Rebuilding Human Bonds amidst Japan’s Disconnected Society

A Buddhist Path through Rural Decline, Migrant Laborers, Poverty & Homelessness

by Jonathan S. Watts

International Buddhist Exchange Center, Yokohama

This profile marks an important shift and transition from the focus on individual suffering to a concern by Socially Engaged Buddhists in Japan with more collective forms of suffering and the structural and cultural causes behind them. As such, we will also attempt to weave together these more complex social forces with three distinct case studies, from a suicide prevention priest in northern Japan who developed a structural analysis of the issue to an anti-nuclear priest in central Japan taking on formative systems of exploitation to a group of young priests in Tokyo grappling with the human costs of such exploitation. Indeed, this profile is about making connections—rather “karmic connections” (en 縁) in Buddhist terminology—the kind that have been systematically severed during the rise and fall of Japan’s post-war economic miracle resulting in what is now referred to as the Disconnected Society (mu-en shakai 無縁社会).  

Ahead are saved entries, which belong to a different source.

//! Memorization progress queries

use chrono::{DateTime, Utc};
use rusqlite::{Connection, Result, params};
use serde::Serialize;

use crate::domain::quran;

/// Per-surah memorization progress
#[derive(Debug, Clone, Serialize)]
pub struct SurahProgress {
    pub surah: u16,
    pub name: &'static str,
    pub tracked_count: i64,
    pub ayah_count: u16,
}

pub fn get_total_tracked(conn: &Connection) -> Result<i64> {
    conn.query_row("SELECT COUNT(*) FROM tracked_verses", [], |row| row.get(0))
}

/// Count of verses due on or before the calendar day of `now`
pub fn get_due_count(conn: &Connection, now: DateTime<Utc>) -> Result<i64> {
    conn.query_row(
        "SELECT COUNT(*) FROM tracked_verses WHERE date(next_due) <= date(?1)",
        params![now.to_rfc3339()],
        |row| row.get(0),
    )
}

/// Earliest upcoming review time, if any verse is tracked
pub fn get_next_due_time(conn: &Connection) -> Result<Option<DateTime<Utc>>> {
    let result: Option<String> =
        conn.query_row("SELECT MIN(next_due) FROM tracked_verses", [], |row| row.get(0))?;

    Ok(result.and_then(|s| {
        DateTime::parse_from_rfc3339(&s)
            .map(|dt| dt.with_timezone(&Utc))
            .ok()
    }))
}

/// Mean strength factor across tracked verses (None when nothing is tracked)
pub fn get_average_strength(conn: &Connection) -> Result<Option<f64>> {
    conn.query_row("SELECT AVG(strength_factor) FROM tracked_verses", [], |row| {
        row.get(0)
    })
}

/// Progress per surah, limited to surahs with at least one tracked verse
pub fn get_surah_progress(conn: &Connection) -> Result<Vec<SurahProgress>> {
    let mut stmt = conn.prepare(
        r#"
    SELECT surah, COUNT(*)
    FROM tracked_verses
    GROUP BY surah
    ORDER BY surah ASC
    "#,
    )?;

    let rows = stmt
        .query_map([], |row| {
            Ok((row.get::<_, i64>(0)?, row.get::<_, i64>(1)?))
        })?
        .collect::<Result<Vec<_>>>()?;

    Ok(rows
        .into_iter()
        .filter_map(|(surah, tracked_count)| {
            let meta = quran::get_surah(surah as u16)?;
            Some(SurahProgress {
                surah: meta.number,
                name: meta.name,
                tracked_count,
                ayah_count: meta.ayah_count,
            })
        })
        .collect())
}

#[cfg(test)]
mod tests {
    use super::*;
    use crate::db::test_conn;
    use crate::db::verses::insert_tracked_verse;
    use crate::domain::{TrackedVerse, VerseRef};
    use chrono::{Duration, TimeZone};

    fn fixed_now() -> DateTime<Utc> {
        Utc.with_ymd_and_hms(2025, 6, 10, 10, 0, 0).unwrap()
    }

    fn track(conn: &Connection, surah: u16, ayah: u16, learned: DateTime<Utc>) -> i64 {
        let tracked = TrackedVerse::new(VerseRef::new(surah, ayah).unwrap(), learned);
        insert_tracked_verse(conn, &tracked).unwrap()
    }

    #[test]
    fn test_total_and_due_counts() {
        let conn = test_conn();
        assert_eq!(get_total_tracked(&conn).unwrap(), 0);
        assert_eq!(get_due_count(&conn, fixed_now()).unwrap(), 0);

        // Fresh verses are due immediately
        track(&conn, 1, 1, fixed_now());
        track(&conn, 1, 2, fixed_now() - Duration::days(4));
        // Due tomorrow
        let id = track(&conn, 1, 3, fixed_now());
        let future = crate::domain::ScheduleState {
            strength_factor: 2.5,
            interval_days: 1,
            review_count: 1,
            next_due: fixed_now() + Duration::days(1),
            last_quality: None,
        };
        crate::db::verses::update_after_review(&conn, id, &future).unwrap();

        assert_eq!(get_total_tracked(&conn).unwrap(), 3);
        assert_eq!(get_due_count(&conn, fixed_now()).unwrap(), 2);
    }

    #[test]
    fn test_next_due_time() {
        let conn = test_conn();
        assert!(get_next_due_time(&conn).unwrap().is_none());

        track(&conn, 1, 1, fixed_now() + Duration::days(2));
        track(&conn, 1, 2, fixed_now());
        assert_eq!(get_next_due_time(&conn).unwrap(), Some(fixed_now()));
    }

    #[test]
    fn test_average_strength() {
        let conn = test_conn();
        assert!(get_average_strength(&conn).unwrap().is_none());

        track(&conn, 1, 1, fixed_now());
        let avg = get_average_strength(&conn).unwrap().unwrap();
        assert!((avg - 2.5).abs() < 1e-9);
    }

    #[test]
    fn test_surah_progress() {
        let conn = test_conn();
        track(&conn, 1, 1, fixed_now());
        track(&conn, 1, 2, fixed_now());
        track(&conn, 112, 1, fixed_now());

        let progress = get_surah_progress(&conn).unwrap();
        assert_eq!(progress.len(), 2);
        assert_eq!(progress[0].surah, 1);
        assert_eq!(progress[0].name, "Al-Fatihah");
        assert_eq!(progress[0].tracked_count, 2);
        assert_eq!(progress[0].ayah_count, 7);
        assert_eq!(progress[1].surah, 112);
        assert_eq!(progress[1].tracked_count, 1);
    }
}
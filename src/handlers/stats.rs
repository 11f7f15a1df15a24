use axum::{Json, extract::State};
use chrono::Utc;
use serde::Serialize;

use crate::db::{self, DbPool, LogOnError, SurahProgress};
use crate::domain::quran;

use super::{ApiError, db_unavailable, internal};

#[derive(Serialize)]
pub struct StatsResponse {
  pub total_tracked: i64,
  pub total_ayahs: i64,
  pub due_count: i64,
  pub reviews_today: i64,
  pub streak_days: i64,
  pub average_strength: Option<f64>,
  pub surahs: Vec<SurahProgress>,
}

pub async fn stats(State(pool): State<DbPool>) -> Result<Json<StatsResponse>, ApiError> {
  let conn = db::try_lock(&pool).map_err(|_| db_unavailable())?;
  let now = Utc::now();

  Ok(Json(StatsResponse {
    total_tracked: db::get_total_tracked(&conn).map_err(internal)?,
    total_ayahs: quran::total_ayah_count(),
    due_count: db::get_due_count(&conn, now).map_err(internal)?,
    reviews_today: db::count_reviews_on(&conn, now).log_warn_default("count reviews today"),
    streak_days: db::get_review_streak(&conn, now.date_naive()).log_warn_default("review streak"),
    average_strength: db::get_average_strength(&conn).log_warn_default("average strength"),
    surahs: db::get_surah_progress(&conn).map_err(internal)?,
  }))
}
//! Tracked-verse CRUD and schedule state persistence.
//!
//! This is the store the review workflow goes through: `get_all_tracked`
//! reads every verse with its schedule and `update_after_review` writes
//! one schedule back.

use chrono::{DateTime, Utc};
use rusqlite::{Connection, Result, Row, params};

use crate::domain::{Quality, ScheduleState, TrackedVerse, VerseRef};

pub fn insert_tracked_verse(conn: &Connection, verse: &TrackedVerse) -> Result<i64> {
    conn.execute(
        r#"
    INSERT INTO tracked_verses (surah, ayah, strength_factor, interval_days, review_count,
                                next_due, last_quality, learned_at)
    VALUES (?1, ?2, ?3, ?4, ?5, ?6, ?7, ?8)
    "#,
        params![
            verse.verse.surah as i64,
            verse.verse.ayah as i64,
            verse.schedule.strength_factor,
            verse.schedule.interval_days,
            verse.schedule.review_count,
            verse.schedule.next_due.to_rfc3339(),
            verse.schedule.last_quality.map(|q| q.as_str()),
            verse.learned_at.to_rfc3339(),
        ],
    )?;
    Ok(conn.last_insert_rowid())
}

pub fn get_verse_by_id(conn: &Connection, id: i64) -> Result<Option<TrackedVerse>> {
    let mut stmt = conn.prepare(
        r#"
    SELECT id, surah, ayah, strength_factor, interval_days, review_count,
           next_due, last_quality, learned_at
    FROM tracked_verses WHERE id = ?1
    "#,
    )?;

    let mut rows = stmt.query(params![id])?;
    if let Some(row) = rows.next()? {
        Ok(Some(row_to_tracked(row)?))
    } else {
        Ok(None)
    }
}

pub fn get_verse_by_ref(conn: &Connection, verse: VerseRef) -> Result<Option<TrackedVerse>> {
    let mut stmt = conn.prepare(
        r#"
    SELECT id, surah, ayah, strength_factor, interval_days, review_count,
           next_due, last_quality, learned_at
    FROM tracked_verses WHERE surah = ?1 AND ayah = ?2
    "#,
    )?;

    let mut rows = stmt.query(params![verse.surah as i64, verse.ayah as i64])?;
    if let Some(row) = rows.next()? {
        Ok(Some(row_to_tracked(row)?))
    } else {
        Ok(None)
    }
}

/// All tracked verses in mushaf order
pub fn get_all_tracked(conn: &Connection) -> Result<Vec<TrackedVerse>> {
    let mut stmt = conn.prepare(
        r#"
    SELECT id, surah, ayah, strength_factor, interval_days, review_count,
           next_due, last_quality, learned_at
    FROM tracked_verses
    ORDER BY surah ASC, ayah ASC
    "#,
    )?;

    let verses = stmt
        .query_map([], |row| row_to_tracked(row))?
        .collect::<Result<Vec<_>>>()?;
    Ok(verses)
}

/// Persist the schedule state produced by the scheduler for one verse
pub fn update_after_review(conn: &Connection, id: i64, state: &ScheduleState) -> Result<()> {
    conn.execute(
        r#"
    UPDATE tracked_verses
    SET strength_factor = ?1, interval_days = ?2, review_count = ?3,
        next_due = ?4, last_quality = ?5
    WHERE id = ?6
    "#,
        params![
            state.strength_factor,
            state.interval_days,
            state.review_count,
            state.next_due.to_rfc3339(),
            state.last_quality.map(|q| q.as_str()),
            id,
        ],
    )?;
    Ok(())
}

/// Stop tracking a verse. Returns false when the id is unknown.
pub fn delete_tracked(conn: &Connection, id: i64) -> Result<bool> {
    conn.execute("DELETE FROM review_logs WHERE verse_id = ?1", params![id])?;
    let deleted = conn.execute("DELETE FROM tracked_verses WHERE id = ?1", params![id])?;
    Ok(deleted > 0)
}

fn row_to_tracked(row: &Row) -> Result<TrackedVerse> {
    let surah: i64 = row.get(1)?;
    let ayah: i64 = row.get(2)?;
    let next_due: String = row.get(6)?;
    let last_quality: Option<String> = row.get(7)?;
    let learned_at: String = row.get(8)?;

    Ok(TrackedVerse {
        id: row.get(0)?,
        verse: VerseRef {
            surah: surah as u16,
            ayah: ayah as u16,
        },
        schedule: ScheduleState {
            strength_factor: row.get(3)?,
            interval_days: row.get(4)?,
            review_count: row.get(5)?,
            next_due: parse_timestamp(&next_due),
            last_quality: last_quality.as_deref().and_then(Quality::from_str),
        },
        learned_at: parse_timestamp(&learned_at),
    })
}

fn parse_timestamp(s: &str) -> DateTime<Utc> {
    DateTime::parse_from_rfc3339(s)
        .map(|dt| dt.with_timezone(&Utc))
        .unwrap_or_else(|_| Utc::now())
}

Part I: The Duty of Security: A Zen Priest confronts the Culture of Depopulation, Poverty, and Suicide in Rural Japan

Part II: A Shingon Monk brings “Light” to the Structural Discrimination of Laborers & the Victims of Nuclear Contamination

Part III: Interlude: The Spread of Economic Discrimination and Social Disparity in Urban Japan

Part IV: From the Ghetto to the Pure Land: Jodo Priests Working for the Homeless in Tokyo

  • Reigniting a Tradition of Care and Social Welfare for the Marginalized in Buddhism
  • Rebuilding Bonds amongst the Marginalized and the Disconnected Society
  • Training Buddhist Chaplains through Engagement in “Birth, Aging, Sickness, and Death”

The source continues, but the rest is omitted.